Bien que le mécanisme antiémétique de l’halopéridol n’ait pas été établi de manière concluante, il est probablement lié au blocage des récepteurs postsynaptiques de la dopamine dans le cerveau. Il a été démontré que l’antagonisme de la dopamine diminue les nausées et les vomissements en diminuant l’effet de la dopamine sur les récepteurs D2 dans la zone de déclenchement des chimiorécepteurs, diminuant ainsi l’entrée dans le centre des vomissements médullaires. Cela peut expliquer son effet bénéfique de réduction des nausées et des vomissements chez notre patient.
Du point de vue de la santé publique, 22,2 millions de personnes âgées de 12 ans ou plus aux États-Unis consommaient actuellement du cannabis en 2014, et ce nombre continue d’augmenter chaque année depuis 2002 selon l’Enquête nationale sur la consommation de drogues et la santé.
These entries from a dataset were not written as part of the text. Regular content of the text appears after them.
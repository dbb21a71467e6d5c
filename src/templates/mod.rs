//! Embedded templates for proofrun files.

/// Default `proofrun.toml` configuration.
pub(crate) const PROOFRUN_TOML: &str = include_str!("proofrun.toml");

/// `.env` example listing the credentials proofrun reads.
pub(crate) const ENV_EXAMPLE: &str = include_str!("env.example");

/// Dockerfile used to build the sandbox image around a payload.
///
/// Placeholders: `{{base_image}}`, `{{dependency}}`, `{{workdir}}`,
/// `{{script_name}}`, `{{interpreter}}`.
pub(crate) const DOCKERFILE: &str = include_str!("Dockerfile.tmpl");
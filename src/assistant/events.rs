//! Typed run events parsed from the server-sent event stream.
//!
//! Streamed runs emit named SSE events (`thread.run.created`,
//! `thread.message.delta`, ...) whose data is a JSON object. Each SSE event
//! maps to zero or more [`RunEvent`]s; unknown names are skipped so the
//! stream keeps working when the API grows new events.

use eventsource_stream::Eventsource;
use futures_util::{Stream, StreamExt};
use serde::Deserialize;
use std::pin::Pin;

use super::types::{Run, RunStatus, ToolCall, ToolKind};

/// Incremental update to a tool call.
#[derive(Debug, Clone, PartialEq, Eq)]
pub(crate) enum ToolCallDelta {
    FunctionArguments(String),
    CodeInput(String),
    CodeLogs(String),
}

/// Something that happened during a streamed run.
#[derive(Debug, Clone, PartialEq, Eq)]
pub(crate) enum RunEvent {
    RunCreated {
        run_id: String,
    },
    /// The assistant started a new text message.
    TextCreated,
    TextDelta(String),
    ToolCallCreated {
        id: String,
        kind: ToolKind,
    },
    ToolCallDelta {
        index: u32,
        kind: ToolKind,
        delta: ToolCallDelta,
    },
    /// The run is paused until outputs for these calls are submitted.
    RequiresAction {
        run_id: String,
        tool_calls: Vec<ToolCall>,
    },
    RunFinished {
        run_id: String,
        status: RunStatus,
    },
    Error(String),
    /// The server closed this stream.
    End,
}

/// Lazy stream of run events. Restarting requires a new request.
pub(crate) type RunEventStream = Pin<Box<dyn Stream<Item = RunEvent> + Send>>;

/// Turn a streaming HTTP response into run events.
pub(crate) fn run_event_stream(response: reqwest::Response) -> RunEventStream {
    let events = response
        .bytes_stream()
        .eventsource()
        .flat_map(|event| {
            let parsed = match event {
                Ok(event) => parse_event(&event.event, &event.data),
                Err(e) => vec![RunEvent::Error(format!("stream error: {e}"))],
            };
            futures_util::stream::iter(parsed)
        });
    Box::pin(events)
}

#[derive(Debug, Deserialize)]
struct MessageDeltaEvent {
    delta: MessageDelta,
}

#[derive(Debug, Deserialize)]
struct MessageDelta {
    #[serde(default)]
    content: Vec<ContentDelta>,
}

#[derive(Debug, Deserialize)]
struct ContentDelta {
    #[serde(default)]
    text: Option<TextDelta>,
}

#[derive(Debug, Deserialize)]
struct TextDelta {
    #[serde(default)]
    value: Option<String>,
}

#[derive(Debug, Deserialize)]
struct StepDeltaEvent {
    delta: StepDelta,
}

#[derive(Debug, Deserialize)]
struct StepDelta {
    #[serde(default)]
    step_details: Option<StepDetails>,
}

#[derive(Debug, Deserialize)]
struct StepDetails {
    #[serde(default)]
    tool_calls: Vec<ToolCallDeltaPayload>,
}

#[derive(Debug, Deserialize)]
struct ToolCallDeltaPayload {
    #[serde(default)]
    index: u32,
    #[serde(default)]
    id: Option<String>,
    #[serde(rename = "type")]
    kind: ToolKind,
    #[serde(default)]
    function: Option<FunctionDelta>,
    #[serde(default)]
    code_interpreter: Option<CodeInterpreterDelta>,
}

#[derive(Debug, Deserialize)]
struct FunctionDelta {
    #[serde(default)]
    arguments: Option<String>,
}

#[derive(Debug, Deserialize)]
struct CodeInterpreterDelta {
    #[serde(default)]
    input: Option<String>,
    #[serde(default)]
    outputs: Vec<CodeOutput>,
}

#[derive(Debug, Deserialize)]
struct CodeOutput {
    #[serde(default)]
    logs: Option<String>,
}

#[derive(Debug, Deserialize)]
struct ErrorEvent {
    #[serde(default)]
    message: Option<String>,
    #[serde(default)]
    error: Option<serde_json::Value>,
}

/// Map one SSE event to run events.
pub(crate) fn parse_event(event: &str, data: &str) -> Vec<RunEvent> {
    match event {
        "thread.run.created" => parse_run(data, |run| RunEvent::RunCreated { run_id: run.id }),
        "thread.run.requires_action" => parse_run(data, |run| RunEvent::RequiresAction {
            tool_calls: run.tool_calls().to_vec(),
            run_id: run.id,
        }),
        "thread.run.completed"
        | "thread.run.failed"
        | "thread.run.cancelled"
        | "thread.run.expired"
        | "thread.run.incomplete" => parse_run(data, |run| RunEvent::RunFinished {
            run_id: run.id,
            status: run.status,
        }),
        "thread.message.created" => vec![RunEvent::TextCreated],
        "thread.message.delta" => match serde_json::from_str::<MessageDeltaEvent>(data) {
            Ok(payload) => payload
                .delta
                .content
                .into_iter()
                .filter_map(|part| part.text.and_then(|t| t.value))
                .filter(|value| !value.is_empty())
                .map(RunEvent::TextDelta)
                .collect(),
            Err(e) => vec![malformed(event, &e)],
        },
        "thread.run.step.delta" => match serde_json::from_str::<StepDeltaEvent>(data) {
            Ok(payload) => payload
                .delta
                .step_details
                .map(|details| {
                    details
                        .tool_calls
                        .into_iter()
                        .flat_map(tool_call_events)
                        .collect()
                })
                .unwrap_or_default(),
            Err(e) => vec![malformed(event, &e)],
        },
        "error" => {
            let message = serde_json::from_str::<ErrorEvent>(data)
                .ok()
                .and_then(|e| {
                    e.message.or_else(|| {
                        e.error.map(|v| match v {
                            serde_json::Value::String(s) => s,
                            other => other
                                .get("message")
                                .and_then(|m| m.as_str())
                                .map_or_else(|| other.to_string(), String::from),
                        })
                    })
                })
                .unwrap_or_else(|| data.to_string());
            vec![RunEvent::Error(message)]
        }
        "done" => vec![RunEvent::End],
        _ => Vec::new(),
    }
}

fn parse_run(data: &str, to_event: impl FnOnce(Run) -> RunEvent) -> Vec<RunEvent> {
    match serde_json::from_str::<Run>(data) {
        Ok(run) => vec![to_event(run)],
        Err(e) => vec![malformed("run", &e)],
    }
}

fn malformed(event: &str, err: &serde_json::Error) -> RunEvent {
    RunEvent::Error(format!("malformed {event} payload: {err}"))
}

fn tool_call_events(call: ToolCallDeltaPayload) -> Vec<RunEvent> {
    let mut events = Vec::new();
    let index = call.index;
    let kind = call.kind;

    if let Some(id) = call.id {
        events.push(RunEvent::ToolCallCreated { id, kind });
    }

    let mut push = |delta| events.push(RunEvent::ToolCallDelta { index, kind, delta });

    if let Some(arguments) = call.function.and_then(|f| f.arguments) {
        if !arguments.is_empty() {
            push(ToolCallDelta::FunctionArguments(arguments));
        }
    }

    if let Some(code) = call.code_interpreter {
        if let Some(input) = code.input.filter(|i| !i.is_empty()) {
            push(ToolCallDelta::CodeInput(input));
        }
        for logs in code.outputs.into_iter().filter_map(|o| o.logs) {
            push(ToolCallDelta::CodeLogs(logs));
        }
    }

    events
}
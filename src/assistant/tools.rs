//! Function tools answered locally on behalf of the assistant.

use async_trait::async_trait;
use serde_json::{json, Value};
use std::collections::BTreeMap;
use std::sync::Arc;
use tracing::{info, warn};

use super::types::{FunctionDefinition, ToolDefinition};

/// A function the assistant may call.
#[async_trait]
pub(crate) trait ToolHandler: Send + Sync {
    /// Name, description and argument schema advertised to the assistant.
    fn definition(&self) -> FunctionDefinition;

    /// Answer a call. The returned string is submitted verbatim as the
    /// tool output, so failures are reported in-band.
    async fn call(&self, arguments: Value) -> String;
}

/// Name-indexed set of tool handlers plus any hosted tools.
#[derive(Default, Clone)]
pub(crate) struct ToolRegistry {
    handlers: BTreeMap<String, Arc<dyn ToolHandler>>,
    hosted: Vec<ToolDefinition>,
}

impl ToolRegistry {
    pub fn new() -> Self {
        Self::default()
    }

    /// Register a handler under the name from its definition.
    pub fn register(mut self, handler: impl ToolHandler + 'static) -> Self {
        let name = handler.definition().name;
        self.handlers.insert(name, Arc::new(handler));
        self
    }

    /// Also advertise the hosted code interpreter.
    pub fn with_code_interpreter(mut self) -> Self {
        self.hosted.push(ToolDefinition::CodeInterpreter);
        self
    }

    pub fn names(&self) -> Vec<&str> {
        self.handlers.keys().map(String::as_str).collect()
    }

    /// Tool manifest sent when creating an assistant.
    pub fn definitions(&self) -> Vec<ToolDefinition> {
        self.hosted
            .iter()
            .cloned()
            .chain(self.handlers.values().map(|h| ToolDefinition::Function {
                function: h.definition(),
            }))
            .collect()
    }

    /// Answer one call by name with raw JSON arguments.
    ///
    /// Unknown names and unparseable arguments produce a JSON error string.
    pub async fn dispatch(&self, name: &str, arguments: &str) -> String {
        let Some(handler) = self.handlers.get(name) else {
            warn!("Assistant called unknown tool '{}'", name);
            return error_output(&format!("Unknown tool: {name}"));
        };

        let arguments = if arguments.trim().is_empty() {
            Value::Object(serde_json::Map::new())
        } else {
            match serde_json::from_str::<Value>(arguments) {
                Ok(value) => value,
                Err(e) => {
                    warn!("Invalid arguments for tool '{}': {}", name, e);
                    return error_output(&format!("Invalid arguments for {name}: {e}"));
                }
            }
        };

        info!("Calling tool '{}'", name);
        handler.call(arguments).await
    }
}

/// `{"error": message}` as a string.
pub(crate) fn error_output(message: &str) -> String {
    json!({ "error": message }).to_string()
}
À l’heure actuelle, il n’existe aucun schéma thérapeutique fiable et efficace pour les patients atteints de SHC qui refusent d’arrêter la consommation de cannabis, y compris les antiémétiques conventionnels. Des études pharmacologiques indiquent que l’halopéridol peut agir indirectement sur les récepteurs CB1 pour soulager les nausées, les vomissements et les douleurs abdominales. Nos résultats dans cette étude de cas sont cohérents avec les rapports de cas du service des urgences et suggèrent la nécessité d’études supplémentaires pour évaluer l’efficacité de l’halopéridol dans le traitement du SHC réfractaire.
Intérêts concurrents
Les auteurs déclarent qu’ils n’ont pas d’intérêts concurrents.